There’s a tower of treadmills 50 feet high and an acre of buses, trucks, and vans. An ambulance is perched atop a pile of scrap, as if it fell from the sky. A mountain of air conditioners sits next to a mountain of truck axles.

Some of the scrap shows signs of its previous owners — vehicles spray-painted with American names, mattresses sunken from 12 years of use, bumper stickers from Oklahoma.

The Bagram scrap yard is owned by Feda Mohammad Ulfat, who helped build the neighboring base more than a decade ago, transporting gravel and concrete.

Now Mr. Ulfat is helping to dismantle the base, taking in thousands of pounds of American scrap metal every day.

“I never imagined we’d be getting this much stuff,” he said.

Not all of the equipment reaching the scrap yard was deliberately damaged: Some was already broken after a decade of use. Mr. Ulfat decided several years ago that he would invest in it anyway.
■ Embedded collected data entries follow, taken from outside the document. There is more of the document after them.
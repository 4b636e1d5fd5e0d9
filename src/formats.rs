//! Output format implementations for parsed DTD trees.
//!
//! This module contains the serialization side of the tool:
//! - `dtd` re-serializes declarations back to DTD text
//! - `json` emits the parser tree with provenance as pretty-printed JSON
//!
//! Formats implement the [`Formatter`](registry::Formatter) trait and are
//! looked up by name through a [`FormatRegistry`](registry::FormatRegistry).

pub mod dtd;
pub mod json;
pub mod registry;

pub use dtd::{render_to_directory, DtdFormatter};
pub use json::JsonFormatter;
pub use registry::{FormatError, FormatRegistry, Formatter};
Some of his friends thought he was crazy, but Mr. Ulfat had an idea: The expensive American gear could be melted and reconstituted as raw material for an Afghan building boom. He’d gotten rich on dozens of other contracts with the U.S. military, and he assumed this would be no different.

When he first signed the contract, the scrap metal was only trickling in.

But over the past six months, America’s drawdown has reached a fever pitch in eastern Afghanistan, with dozens of bases being closed.

Suddenly a torrent of scrap metal was delivered to Mr. Ulfat’s farm. He had to buy more land. Scrap was piled atop scrap. He now spends up to a half-million dollars a month on gear that has been shredded or flattened.

When U.S. officials first began planning for their exit, the idea was to ship home the majority of their equipment, especially expensive military gear like mine-resistant vehicles.

That calculus has changed.

The Pentagon has budgeted $5 billion to $7 billion to ship gear back to the United States. But that sum isn’t enough to take everything currently in Afghanistan.

Wanting at least a small return on their investment, the U.S. military decided to sell the leftovers for pennies on the pound.

That’s where Mr. Ulfat came in. He has now opened his scrap yard to the public.

Small groups of men wander around, buying broken air conditioners that can be stripped of their copper wiring or sheets of corrugated iron that can be sold to Pakistani traders.